• [Information supplied]
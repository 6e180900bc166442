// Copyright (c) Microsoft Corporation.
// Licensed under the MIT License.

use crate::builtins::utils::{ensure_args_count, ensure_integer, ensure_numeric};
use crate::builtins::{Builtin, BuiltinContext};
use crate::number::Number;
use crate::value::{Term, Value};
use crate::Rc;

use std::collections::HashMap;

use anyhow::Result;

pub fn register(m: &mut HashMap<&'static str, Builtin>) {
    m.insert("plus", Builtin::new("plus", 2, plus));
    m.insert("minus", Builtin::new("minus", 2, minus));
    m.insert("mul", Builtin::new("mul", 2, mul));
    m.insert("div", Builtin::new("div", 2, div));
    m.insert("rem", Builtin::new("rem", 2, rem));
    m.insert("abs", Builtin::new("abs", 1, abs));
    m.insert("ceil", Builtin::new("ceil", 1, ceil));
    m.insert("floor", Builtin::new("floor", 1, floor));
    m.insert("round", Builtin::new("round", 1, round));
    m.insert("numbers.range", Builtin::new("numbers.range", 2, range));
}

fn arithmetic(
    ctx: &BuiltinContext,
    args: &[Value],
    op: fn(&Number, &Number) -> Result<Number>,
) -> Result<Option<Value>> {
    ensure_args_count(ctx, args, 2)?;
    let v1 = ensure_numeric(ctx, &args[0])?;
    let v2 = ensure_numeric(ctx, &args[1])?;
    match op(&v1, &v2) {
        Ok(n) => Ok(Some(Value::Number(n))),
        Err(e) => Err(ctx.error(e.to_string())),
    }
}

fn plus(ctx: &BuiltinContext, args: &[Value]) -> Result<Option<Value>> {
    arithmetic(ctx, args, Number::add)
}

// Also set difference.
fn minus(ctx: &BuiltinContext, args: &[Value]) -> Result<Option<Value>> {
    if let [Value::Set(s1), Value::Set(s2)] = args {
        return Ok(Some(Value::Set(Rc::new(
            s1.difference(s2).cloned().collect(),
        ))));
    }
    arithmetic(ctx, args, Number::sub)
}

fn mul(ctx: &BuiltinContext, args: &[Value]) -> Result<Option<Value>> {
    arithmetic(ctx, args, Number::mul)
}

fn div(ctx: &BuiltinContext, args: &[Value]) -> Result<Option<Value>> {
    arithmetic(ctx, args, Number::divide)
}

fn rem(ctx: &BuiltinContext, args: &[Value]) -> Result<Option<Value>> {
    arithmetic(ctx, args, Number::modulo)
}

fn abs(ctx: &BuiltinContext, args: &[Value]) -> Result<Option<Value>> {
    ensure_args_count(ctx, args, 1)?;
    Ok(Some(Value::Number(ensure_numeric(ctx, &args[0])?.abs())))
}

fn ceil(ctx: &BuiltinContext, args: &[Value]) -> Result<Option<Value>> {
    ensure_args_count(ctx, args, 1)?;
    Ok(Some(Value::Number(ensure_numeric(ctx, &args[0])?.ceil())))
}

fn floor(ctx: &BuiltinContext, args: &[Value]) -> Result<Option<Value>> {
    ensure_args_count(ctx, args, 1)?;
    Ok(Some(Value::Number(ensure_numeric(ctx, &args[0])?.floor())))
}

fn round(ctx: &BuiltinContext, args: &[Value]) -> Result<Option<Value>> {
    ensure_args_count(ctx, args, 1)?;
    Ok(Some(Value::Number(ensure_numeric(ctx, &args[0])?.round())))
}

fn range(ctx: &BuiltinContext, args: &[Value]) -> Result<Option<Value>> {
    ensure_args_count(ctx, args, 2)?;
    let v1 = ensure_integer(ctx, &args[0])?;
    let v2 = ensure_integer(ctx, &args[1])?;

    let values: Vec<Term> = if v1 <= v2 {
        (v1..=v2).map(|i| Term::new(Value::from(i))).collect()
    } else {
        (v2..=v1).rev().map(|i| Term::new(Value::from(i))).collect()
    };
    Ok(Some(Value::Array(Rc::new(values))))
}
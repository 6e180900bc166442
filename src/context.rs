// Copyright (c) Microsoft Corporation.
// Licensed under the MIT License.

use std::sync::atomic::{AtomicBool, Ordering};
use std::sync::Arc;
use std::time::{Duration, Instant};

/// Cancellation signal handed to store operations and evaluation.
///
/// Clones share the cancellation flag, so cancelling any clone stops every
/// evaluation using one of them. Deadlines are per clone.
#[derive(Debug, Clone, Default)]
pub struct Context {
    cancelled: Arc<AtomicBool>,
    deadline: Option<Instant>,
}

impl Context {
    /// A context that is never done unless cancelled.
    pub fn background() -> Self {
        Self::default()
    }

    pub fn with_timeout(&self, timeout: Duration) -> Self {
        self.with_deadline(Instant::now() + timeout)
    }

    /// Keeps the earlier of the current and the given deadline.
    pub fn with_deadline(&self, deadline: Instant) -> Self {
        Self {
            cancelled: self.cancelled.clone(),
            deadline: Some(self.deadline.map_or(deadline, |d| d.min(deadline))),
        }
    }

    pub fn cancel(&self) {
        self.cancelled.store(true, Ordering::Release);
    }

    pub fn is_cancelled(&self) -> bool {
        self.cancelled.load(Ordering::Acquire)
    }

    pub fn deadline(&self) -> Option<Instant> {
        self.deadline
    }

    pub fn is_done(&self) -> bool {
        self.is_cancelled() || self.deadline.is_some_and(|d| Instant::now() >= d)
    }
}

• [Task brief] Find the word "plus" in the material, then list each line that holds it.

• [Response box]
    m.insert("plus", Builtin::new("plus", 2, plus));
fn plus(ctx: &BuiltinContext, args: &[Value]) -> Result<Option<Value>> {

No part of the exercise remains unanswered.